- WHAT TO DO -
Retype the full set of data, character for character.

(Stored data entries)

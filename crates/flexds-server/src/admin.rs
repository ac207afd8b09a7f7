//! Admin HTTP endpoint: Prometheus scrape target and liveness probe.

use std::convert::Infallible;
use std::net::SocketAddr;

use hyper::service::{make_service_fn, service_fn};
use hyper::{Body, Method, Request, Response, Server, StatusCode};
use tokio::sync::watch;
use tracing::{info, warn};

/// Serve `/metrics` and `/healthz` until the shutdown channel fires.
pub async fn serve(
    addr: SocketAddr,
    mut shutdown: watch::Receiver<bool>,
) -> Result<(), hyper::Error> {
    let make_svc = make_service_fn(|_conn| async {
        Ok::<_, Infallible>(service_fn(|request| async move {
            Ok::<_, Infallible>(handle_request(request))
        }))
    });

    info!(%addr, "starting admin endpoint");
    Server::try_bind(&addr)?
        .serve(make_svc)
        .with_graceful_shutdown(async move {
            let _ = shutdown.changed().await;
        })
        .await
}

fn handle_request(request: Request<Body>) -> Response<Body> {
    match (request.method(), request.uri().path()) {
        (&Method::GET, "/metrics") => collect_metrics(),
        (&Method::GET, "/healthz") => Response::new("ok".into()),
        _ => {
            let mut response = Response::new(Body::empty());
            *response.status_mut() = StatusCode::NOT_FOUND;
            response
        }
    }
}

fn collect_metrics() -> Response<Body> {
    let mut response = Response::new(Body::empty());
    let mut buffer = vec![];
    let encoder = prometheus::TextEncoder::new();
    let body = prometheus::Encoder::encode(&encoder, &prometheus::gather(), &mut buffer)
        .map_err(|error| warn!(%error, "failed to encode metrics"))
        .and_then(|_| {
            String::from_utf8(buffer)
                .map(Body::from)
                .map_err(|error| warn!(%error, "metrics are not valid utf8"))
        });

    match body {
        Ok(body) => {
            *response.body_mut() = body;
        }
        Err(()) => {
            *response.status_mut() = StatusCode::INTERNAL_SERVER_ERROR;
        }
    }

    response
}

- RESULT -
filename crates/flexds-server/src/admin.rs
repository ac207afd8b09a7f7
//! Admin HTTP endpoint: Prometheus scrape target and liveness probe.

use std::convert::Infallible;
use std::net::SocketAddr;

use hyper::service::{make_service_fn, service_fn};
use hyper::{Body, Method, Request, Response, Server, StatusCode};
use tokio::sync::watch;
use tracing::{info, warn};

/// Serve `/metrics` and `/healthz` until the shutdown channel fires.
pub async fn serve(
    addr: SocketAddr,
    mut shutdown: watch::Receiver<bool>,
) -> Result<(), hyper::Error> {
    let make_svc = make_service_fn(|_conn| async {
        Ok::<_, Infallible>(service_fn(|request| async move {
            Ok::<_, Infallible>(handle_request(request))
        }))
    });

    info!(%addr, "starting admin endpoint");
    Server::try_bind(&addr)?
        .serve(make_svc)
        .with_graceful_shutdown(async move {
            let _ = shutdown.changed().await;
        })
        .await
}

fn handle_request(request: Request<Body>) -> Response<Body> {
    match (request.method(), request.uri().path()) {
        (&Method::GET, "/metrics") => collect_metrics(),
        (&Method::GET, "/healthz") => Response::new("ok".into()),
        _ => {
            let mut response = Response::new(Body::empty());
            *response.status_mut() = StatusCode::NOT_FOUND;
            response
        }
    }
}

fn collect_metrics() -> Response<Body> {
    let mut response = Response::new(Body::empty());
    let mut buffer = vec![];
    let encoder = prometheus::TextEncoder::new();
    let body = prometheus::Encoder::encode(&encoder, &prometheus::gather(), &mut buffer)
        .map_err(|error| warn!(%error, "failed to encode metrics"))
        .and_then(|_| {
            String::from_utf8(buffer)
                .map(Body::from)
                .map_err(|error| warn!(%error, "metrics are not valid utf8"))
        });

    match body {
        Ok(body) => {
            *response.body_mut() = body;
        }
        Err(()) => {
            *response.status_mut() = StatusCode::INTERNAL_SERVER_ERROR;
        }
    }

    response
}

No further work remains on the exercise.